### REQUIRED WORK
Repeat exactly, please, the opening lines of the data below, through and including the line where "impl fmt::Display for" sits.
[MATERIAL PROVIDED Boundary: Start]
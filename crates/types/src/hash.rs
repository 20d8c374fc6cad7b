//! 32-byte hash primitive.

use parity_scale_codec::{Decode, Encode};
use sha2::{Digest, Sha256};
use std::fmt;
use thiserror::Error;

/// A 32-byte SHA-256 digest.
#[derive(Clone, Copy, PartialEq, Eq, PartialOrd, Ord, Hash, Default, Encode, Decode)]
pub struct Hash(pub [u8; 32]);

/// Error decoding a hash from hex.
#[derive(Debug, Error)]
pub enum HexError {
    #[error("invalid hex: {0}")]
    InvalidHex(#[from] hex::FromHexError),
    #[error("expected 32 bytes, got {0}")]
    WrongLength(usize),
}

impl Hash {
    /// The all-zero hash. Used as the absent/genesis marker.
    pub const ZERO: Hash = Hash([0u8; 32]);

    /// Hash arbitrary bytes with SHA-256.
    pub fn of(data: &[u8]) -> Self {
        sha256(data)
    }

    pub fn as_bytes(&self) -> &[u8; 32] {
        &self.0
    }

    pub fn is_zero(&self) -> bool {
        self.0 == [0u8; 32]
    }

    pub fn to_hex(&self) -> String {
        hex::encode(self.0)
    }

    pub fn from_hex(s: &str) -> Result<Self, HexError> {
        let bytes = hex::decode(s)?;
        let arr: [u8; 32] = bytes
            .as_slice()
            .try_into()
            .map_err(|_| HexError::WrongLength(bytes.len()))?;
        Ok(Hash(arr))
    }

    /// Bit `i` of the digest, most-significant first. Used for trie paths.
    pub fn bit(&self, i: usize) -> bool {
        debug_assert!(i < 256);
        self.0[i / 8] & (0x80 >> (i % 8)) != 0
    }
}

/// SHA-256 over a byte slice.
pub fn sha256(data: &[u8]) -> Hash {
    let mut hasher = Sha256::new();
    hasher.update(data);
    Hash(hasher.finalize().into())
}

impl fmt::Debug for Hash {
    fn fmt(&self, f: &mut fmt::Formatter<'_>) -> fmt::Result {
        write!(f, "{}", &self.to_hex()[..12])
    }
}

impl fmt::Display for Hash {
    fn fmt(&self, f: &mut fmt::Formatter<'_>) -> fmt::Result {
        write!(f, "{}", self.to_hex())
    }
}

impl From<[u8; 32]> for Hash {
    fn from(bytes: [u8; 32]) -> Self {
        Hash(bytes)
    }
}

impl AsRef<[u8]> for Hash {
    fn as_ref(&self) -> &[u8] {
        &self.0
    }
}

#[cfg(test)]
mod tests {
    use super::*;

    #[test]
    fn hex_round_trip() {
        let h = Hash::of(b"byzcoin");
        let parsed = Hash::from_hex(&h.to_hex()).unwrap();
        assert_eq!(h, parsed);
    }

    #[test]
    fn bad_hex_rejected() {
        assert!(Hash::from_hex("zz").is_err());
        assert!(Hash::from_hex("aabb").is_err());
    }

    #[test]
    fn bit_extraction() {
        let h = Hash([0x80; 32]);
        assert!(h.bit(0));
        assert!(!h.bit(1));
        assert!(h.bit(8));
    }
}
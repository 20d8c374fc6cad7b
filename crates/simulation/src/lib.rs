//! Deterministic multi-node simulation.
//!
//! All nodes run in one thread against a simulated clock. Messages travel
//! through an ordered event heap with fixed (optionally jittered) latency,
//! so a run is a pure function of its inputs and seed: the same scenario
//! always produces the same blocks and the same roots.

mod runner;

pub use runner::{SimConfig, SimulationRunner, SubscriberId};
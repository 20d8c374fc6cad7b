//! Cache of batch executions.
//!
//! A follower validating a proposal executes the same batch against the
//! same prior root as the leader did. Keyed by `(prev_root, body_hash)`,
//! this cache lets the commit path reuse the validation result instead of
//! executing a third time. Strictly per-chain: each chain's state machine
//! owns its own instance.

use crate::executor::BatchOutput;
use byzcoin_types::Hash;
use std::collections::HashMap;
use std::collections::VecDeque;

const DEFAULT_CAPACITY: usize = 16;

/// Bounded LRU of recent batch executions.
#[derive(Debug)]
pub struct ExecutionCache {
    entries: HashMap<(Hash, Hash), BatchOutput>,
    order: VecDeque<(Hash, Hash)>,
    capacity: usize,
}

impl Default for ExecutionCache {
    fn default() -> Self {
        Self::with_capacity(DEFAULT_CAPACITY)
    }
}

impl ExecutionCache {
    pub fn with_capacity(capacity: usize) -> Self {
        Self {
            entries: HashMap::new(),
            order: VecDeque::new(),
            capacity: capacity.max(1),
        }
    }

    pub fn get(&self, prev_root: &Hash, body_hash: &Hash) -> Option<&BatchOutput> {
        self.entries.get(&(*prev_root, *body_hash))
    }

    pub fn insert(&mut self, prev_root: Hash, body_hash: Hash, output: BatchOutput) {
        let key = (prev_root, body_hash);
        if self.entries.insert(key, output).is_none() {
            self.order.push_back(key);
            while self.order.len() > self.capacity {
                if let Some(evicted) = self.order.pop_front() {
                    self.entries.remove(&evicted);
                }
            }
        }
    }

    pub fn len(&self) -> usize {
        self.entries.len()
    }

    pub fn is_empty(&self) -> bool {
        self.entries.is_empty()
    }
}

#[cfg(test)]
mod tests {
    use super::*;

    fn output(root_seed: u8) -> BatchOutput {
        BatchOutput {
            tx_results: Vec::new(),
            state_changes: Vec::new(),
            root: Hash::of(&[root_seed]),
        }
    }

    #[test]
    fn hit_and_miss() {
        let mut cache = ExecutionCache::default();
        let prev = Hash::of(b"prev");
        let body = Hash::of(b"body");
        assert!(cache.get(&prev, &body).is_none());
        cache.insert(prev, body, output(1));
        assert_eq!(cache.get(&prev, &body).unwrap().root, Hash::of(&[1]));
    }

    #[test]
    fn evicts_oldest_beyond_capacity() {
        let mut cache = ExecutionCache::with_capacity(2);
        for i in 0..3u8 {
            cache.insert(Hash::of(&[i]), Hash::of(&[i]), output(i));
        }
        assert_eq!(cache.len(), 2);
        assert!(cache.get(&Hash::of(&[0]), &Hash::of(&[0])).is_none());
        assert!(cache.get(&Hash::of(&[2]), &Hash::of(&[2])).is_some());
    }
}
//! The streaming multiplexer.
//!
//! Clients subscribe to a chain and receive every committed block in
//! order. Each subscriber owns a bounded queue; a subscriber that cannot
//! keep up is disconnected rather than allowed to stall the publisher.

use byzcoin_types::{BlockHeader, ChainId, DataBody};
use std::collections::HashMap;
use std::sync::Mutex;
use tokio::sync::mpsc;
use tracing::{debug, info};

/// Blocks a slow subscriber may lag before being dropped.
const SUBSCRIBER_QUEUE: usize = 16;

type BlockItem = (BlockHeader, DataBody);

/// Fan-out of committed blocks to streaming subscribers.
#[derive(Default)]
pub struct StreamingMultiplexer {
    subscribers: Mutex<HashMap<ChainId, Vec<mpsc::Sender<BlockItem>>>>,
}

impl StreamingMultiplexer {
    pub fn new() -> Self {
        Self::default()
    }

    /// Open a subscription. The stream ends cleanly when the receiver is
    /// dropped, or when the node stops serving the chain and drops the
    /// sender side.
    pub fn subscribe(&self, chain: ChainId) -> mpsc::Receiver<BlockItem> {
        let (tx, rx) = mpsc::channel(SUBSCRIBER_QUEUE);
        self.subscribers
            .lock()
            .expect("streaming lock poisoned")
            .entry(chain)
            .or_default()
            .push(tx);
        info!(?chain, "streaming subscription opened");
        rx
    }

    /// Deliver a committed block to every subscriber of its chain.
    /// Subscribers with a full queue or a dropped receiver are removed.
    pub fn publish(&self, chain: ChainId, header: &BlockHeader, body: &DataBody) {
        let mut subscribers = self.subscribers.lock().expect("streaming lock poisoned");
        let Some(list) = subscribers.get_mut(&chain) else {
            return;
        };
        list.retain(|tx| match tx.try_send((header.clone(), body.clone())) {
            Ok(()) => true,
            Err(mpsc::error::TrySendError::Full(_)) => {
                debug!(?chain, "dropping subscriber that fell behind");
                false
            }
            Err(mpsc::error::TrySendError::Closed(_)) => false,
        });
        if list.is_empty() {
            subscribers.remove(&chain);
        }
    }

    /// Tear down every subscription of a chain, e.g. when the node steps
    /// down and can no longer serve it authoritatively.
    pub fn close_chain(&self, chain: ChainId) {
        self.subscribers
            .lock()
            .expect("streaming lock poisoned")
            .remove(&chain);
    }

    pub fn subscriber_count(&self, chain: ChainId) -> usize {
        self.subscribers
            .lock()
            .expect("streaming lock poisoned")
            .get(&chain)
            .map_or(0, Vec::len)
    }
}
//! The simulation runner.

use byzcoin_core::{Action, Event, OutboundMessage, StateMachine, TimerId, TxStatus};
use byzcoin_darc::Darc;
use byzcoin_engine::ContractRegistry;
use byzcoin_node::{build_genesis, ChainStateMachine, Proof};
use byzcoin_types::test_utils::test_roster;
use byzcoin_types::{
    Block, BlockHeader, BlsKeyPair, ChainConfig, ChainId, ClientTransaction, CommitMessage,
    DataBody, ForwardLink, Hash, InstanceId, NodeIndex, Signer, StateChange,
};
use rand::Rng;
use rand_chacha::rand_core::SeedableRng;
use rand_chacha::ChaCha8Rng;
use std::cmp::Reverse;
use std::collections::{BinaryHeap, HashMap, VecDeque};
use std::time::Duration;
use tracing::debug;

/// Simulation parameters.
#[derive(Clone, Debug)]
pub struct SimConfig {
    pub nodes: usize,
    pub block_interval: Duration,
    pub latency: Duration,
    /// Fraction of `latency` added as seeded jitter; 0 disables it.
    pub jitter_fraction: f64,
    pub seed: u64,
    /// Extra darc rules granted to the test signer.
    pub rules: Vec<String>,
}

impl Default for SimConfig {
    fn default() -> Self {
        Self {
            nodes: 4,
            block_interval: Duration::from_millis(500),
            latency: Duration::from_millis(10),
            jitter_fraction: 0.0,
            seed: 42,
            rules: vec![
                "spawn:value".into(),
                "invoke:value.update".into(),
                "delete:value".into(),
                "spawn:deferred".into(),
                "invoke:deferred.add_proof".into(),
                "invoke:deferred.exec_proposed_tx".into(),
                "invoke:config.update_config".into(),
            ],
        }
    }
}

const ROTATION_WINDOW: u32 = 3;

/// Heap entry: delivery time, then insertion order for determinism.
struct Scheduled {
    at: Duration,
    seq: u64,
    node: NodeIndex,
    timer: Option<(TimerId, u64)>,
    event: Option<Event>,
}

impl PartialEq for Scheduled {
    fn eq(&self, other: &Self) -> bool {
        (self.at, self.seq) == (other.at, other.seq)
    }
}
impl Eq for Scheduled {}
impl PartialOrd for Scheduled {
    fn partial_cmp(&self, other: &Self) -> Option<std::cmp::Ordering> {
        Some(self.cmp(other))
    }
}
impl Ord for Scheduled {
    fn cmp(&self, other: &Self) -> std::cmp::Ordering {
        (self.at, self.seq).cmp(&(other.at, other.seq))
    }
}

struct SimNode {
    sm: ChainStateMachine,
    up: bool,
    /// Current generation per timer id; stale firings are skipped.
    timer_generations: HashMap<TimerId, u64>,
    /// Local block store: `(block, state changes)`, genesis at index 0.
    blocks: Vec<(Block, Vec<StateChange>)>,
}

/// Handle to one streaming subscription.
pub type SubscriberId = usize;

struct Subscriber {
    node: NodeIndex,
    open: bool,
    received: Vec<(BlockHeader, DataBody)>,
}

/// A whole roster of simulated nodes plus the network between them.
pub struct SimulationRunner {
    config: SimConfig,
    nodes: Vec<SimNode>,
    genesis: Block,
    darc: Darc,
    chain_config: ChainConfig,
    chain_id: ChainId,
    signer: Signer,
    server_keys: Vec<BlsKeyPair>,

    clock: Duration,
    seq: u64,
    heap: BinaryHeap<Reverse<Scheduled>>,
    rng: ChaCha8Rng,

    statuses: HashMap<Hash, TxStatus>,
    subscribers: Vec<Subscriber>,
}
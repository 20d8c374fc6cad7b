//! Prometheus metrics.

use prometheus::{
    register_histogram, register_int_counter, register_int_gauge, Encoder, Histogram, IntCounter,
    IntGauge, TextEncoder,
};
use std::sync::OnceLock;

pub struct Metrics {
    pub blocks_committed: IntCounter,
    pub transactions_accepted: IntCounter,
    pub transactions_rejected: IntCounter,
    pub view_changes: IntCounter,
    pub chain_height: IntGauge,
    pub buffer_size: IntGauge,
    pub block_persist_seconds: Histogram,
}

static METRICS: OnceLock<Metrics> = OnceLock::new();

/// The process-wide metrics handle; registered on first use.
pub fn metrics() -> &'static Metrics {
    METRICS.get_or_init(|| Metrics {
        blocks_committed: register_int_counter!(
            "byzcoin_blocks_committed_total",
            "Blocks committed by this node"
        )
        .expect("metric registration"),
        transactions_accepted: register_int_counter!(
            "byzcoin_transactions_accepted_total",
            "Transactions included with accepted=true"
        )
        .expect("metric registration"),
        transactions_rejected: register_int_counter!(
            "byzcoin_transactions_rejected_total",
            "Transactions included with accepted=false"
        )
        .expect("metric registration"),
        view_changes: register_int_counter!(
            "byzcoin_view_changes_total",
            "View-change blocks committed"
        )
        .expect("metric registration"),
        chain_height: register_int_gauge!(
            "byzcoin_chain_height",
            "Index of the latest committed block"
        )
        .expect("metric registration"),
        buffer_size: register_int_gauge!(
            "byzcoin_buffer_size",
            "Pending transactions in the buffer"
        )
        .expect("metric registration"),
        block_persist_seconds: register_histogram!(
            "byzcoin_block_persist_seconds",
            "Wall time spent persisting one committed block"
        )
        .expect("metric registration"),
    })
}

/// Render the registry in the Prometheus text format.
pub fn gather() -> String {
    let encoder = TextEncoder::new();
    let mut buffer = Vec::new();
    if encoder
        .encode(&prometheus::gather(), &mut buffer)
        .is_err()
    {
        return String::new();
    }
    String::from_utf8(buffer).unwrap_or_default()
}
[MATERIAL PROVIDED Boundary: End]
### TASK RESPONSE
filename crates/types/src/hash.rs
repository 20d8c374fc6cad7b
//! 32-byte hash primitive.

use parity_scale_codec::{Decode, Encode};
use sha2::{Digest, Sha256};
use std::fmt;
use thiserror::Error;

/// A 32-byte SHA-256 digest.
#[derive(Clone, Copy, PartialEq, Eq, PartialOrd, Ord, Hash, Default, Encode, Decode)]
pub struct Hash(pub [u8; 32]);

/// Error decoding a hash from hex.
#[derive(Debug, Error)]
pub enum HexError {
    #[error("invalid hex: {0}")]
    InvalidHex(#[from] hex::FromHexError),
    #[error("expected 32 bytes, got {0}")]
    WrongLength(usize),
}

impl Hash {
    /// The all-zero hash. Used as the absent/genesis marker.
    pub const ZERO: Hash = Hash([0u8; 32]);

    /// Hash arbitrary bytes with SHA-256.
    pub fn of(data: &[u8]) -> Self {
        sha256(data)
    }

    pub fn as_bytes(&self) -> &[u8; 32] {
        &self.0
    }

    pub fn is_zero(&self) -> bool {
        self.0 == [0u8; 32]
    }

    pub fn to_hex(&self) -> String {
        hex::encode(self.0)
    }

    pub fn from_hex(s: &str) -> Result<Self, HexError> {
        let bytes = hex::decode(s)?;
        let arr: [u8; 32] = bytes
            .as_slice()
            .try_into()
            .map_err(|_| HexError::WrongLength(bytes.len()))?;
        Ok(Hash(arr))
    }

    /// Bit `i` of the digest, most-significant first. Used for trie paths.
    pub fn bit(&self, i: usize) -> bool {
        debug_assert!(i < 256);
        self.0[i / 8] & (0x80 >> (i % 8)) != 0
    }
}

/// SHA-256 over a byte slice.
pub fn sha256(data: &[u8]) -> Hash {
    let mut hasher = Sha256::new();
    hasher.update(data);
    Hash(hasher.finalize().into())
}

impl fmt::Debug for Hash {
    fn fmt(&self, f: &mut fmt::Formatter<'_>) -> fmt::Result {
        write!(f, "{}", &self.to_hex()[..12])
    }
}

impl fmt::Display for Hash {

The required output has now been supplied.